Hemangioma Signs and Symptoms
Hemangiomas most commonly appear during the first month of life. The initial phase of rapid proliferation typically lasts less than a year. During this time, the hemangioma can grow surprisingly large. Over the next few years, the tumor begins to involute and completely regresses by the time the child is 510 years of age. The lesion may heal with no perceptible scar, or it may leave a gray, fibrous residue with various small blood vessels. The skin may appear loose or slack.
Hemangiomas, sometimes called strawberry hemangiomas, can be deep or superficial. A deep hemangioma is a blood vessel proliferation that occurs in the deeper layers of the skin. It can be flat or slightly raised and may appear bluish or dusky, and blood vessels may be visible. Superficial hemangiomas are bright pink or red in color and protrude from the surface. Some hemangiomas are both superficial and deep.
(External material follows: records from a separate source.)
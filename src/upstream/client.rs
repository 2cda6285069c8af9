use std::time::Duration;

use reqwest::{Client, Response, Url};
use serde::de::DeserializeOwned;

use super::{Upstream, UpstreamOutcome};

/// HTTP upstream backed by a shared `reqwest::Client`.
///
/// Path segments are appended to `base_url`, so a base of `http://host/v1` and
/// the segments `["movieinfos", "1"]` request `http://host/v1/movieinfos/1`.
#[derive(Debug, Clone)]
pub struct HttpUpstream {
    client: Client,
    base_url: String,
    name: String,
    timeout: Duration,
}

impl HttpUpstream {
    pub fn new(
        client: Client,
        base_url: impl Into<String>,
        name: impl Into<String>,
        timeout: Duration,
    ) -> Self {
        let base_url = base_url.into().trim_end_matches('/').to_string();
        Self {
            client,
            base_url,
            name: name.into(),
            timeout,
        }
    }

    pub fn base_url(&self) -> &str {
        &self.base_url
    }

    /// Join `segments` onto the base URL, percent-encoding each one as a
    /// single path segment.
    pub(crate) fn url(&self, segments: &[&str]) -> Result<Url, String> {
        if let Some(segment) = segments.iter().find(|s| !is_addressable(s)) {
            return Err(format!("{:?} cannot be sent as a path segment", segment));
        }
        let mut url = Url::parse(&self.base_url)
            .map_err(|e| format!("invalid base url {}: {}", self.base_url, e))?;
        url.path_segments_mut()
            .map_err(|_| format!("base url {} cannot carry a path", self.base_url))?
            .pop_if_empty()
            .extend(segments.iter().copied());
        Ok(url)
    }

    /// Open a long-lived GET and hand back the unread response on 2xx.
    ///
    /// No per-request timeout is applied, so the body can be streamed for as
    /// long as the upstream keeps it open. Non-2xx responses are read in full
    /// and reported the same way [`fetch`](Upstream::fetch) reports them.
    pub async fn open_stream(&self, segments: &[&str]) -> UpstreamOutcome<Response> {
        let url = match self.url(segments) {
            Ok(url) => url,
            Err(cause) => return UpstreamOutcome::TransportError(cause),
        };
        tracing::debug!(upstream = %self.name, %url, "opening upstream stream");

        let response = match self.client.get(url).send().await {
            Ok(response) => response,
            Err(e) => return UpstreamOutcome::TransportError(e.to_string()),
        };

        let status = response.status();
        if status.is_success() {
            return UpstreamOutcome::Success(response);
        }

        match response.text().await {
            Ok(body) => UpstreamOutcome::failure(status.as_u16(), body),
            Err(e) => UpstreamOutcome::TransportError(e.to_string()),
        }
    }
}

/// Whether `segment` survives URL normalization as one distinct segment.
/// Empty, `.` and `..` segments are collapsed or dropped by URL parsers.
pub(crate) fn is_addressable(segment: &str) -> bool {
    !matches!(segment, "" | "." | "..")
}

impl Upstream for HttpUpstream {
    fn name(&self) -> &str {
        &self.name
    }

    async fn fetch<T>(&self, segments: &[&str], query: &[(&str, &str)]) -> UpstreamOutcome<T>
    where
        T: DeserializeOwned + Send,
    {
        let url = match self.url(segments) {
            Ok(url) => url,
            Err(cause) => return UpstreamOutcome::TransportError(cause),
        };
        tracing::debug!(upstream = %self.name, %url, ?query, "calling upstream");

        let response = match self
            .client
            .get(url)
            .query(query)
            .timeout(self.timeout)
            .send()
            .await
        {
            Ok(response) => response,
            Err(e) => return UpstreamOutcome::TransportError(e.to_string()),
        };

        let status = response.status().as_u16();
        match response.text().await {
            Ok(body) => UpstreamOutcome::from_parts(status, &body),
            Err(e) => UpstreamOutcome::TransportError(e.to_string()),
        }
    }
}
Multiple hemangiomas occur in 20 percent of cases. There may be a few or numerous small lesions appearing on the skin. They may involve both the skin and the internal organs. Involution of multiple hemangiomas occurs more rapidly than involution of solitary lesions and is completed by the time the child has reached 1 to 2 years of age.
Complications include ulceration, bleeding, and infection with rapidly growing hemangiomas. A hemangioma around the eye can prevent an infant from opening it, permanently endangering the child's vision and requiring aggressive treatment. Similarly, when a hemangioma blocks the oral or nasal passages, or the genital or anal areas, treatment is critical.
Rare Complications of Hemangioma
Rarely, there have been associations with abnormalities of underlying bone structure and with a disorder of blood clotting, which is likely caused by blood clotting cells (platelets) collecting in the hemangioma, reducing the presence of platelets elsewhere in the body. In these cases, treatment of the clotting disorder and the hemangioma should be initiated rapidly, because this condition can be life-threatening. Hemangiomas on the liver can put stress on the organ, resulting in increased blood flow to the heart and potential heart failure.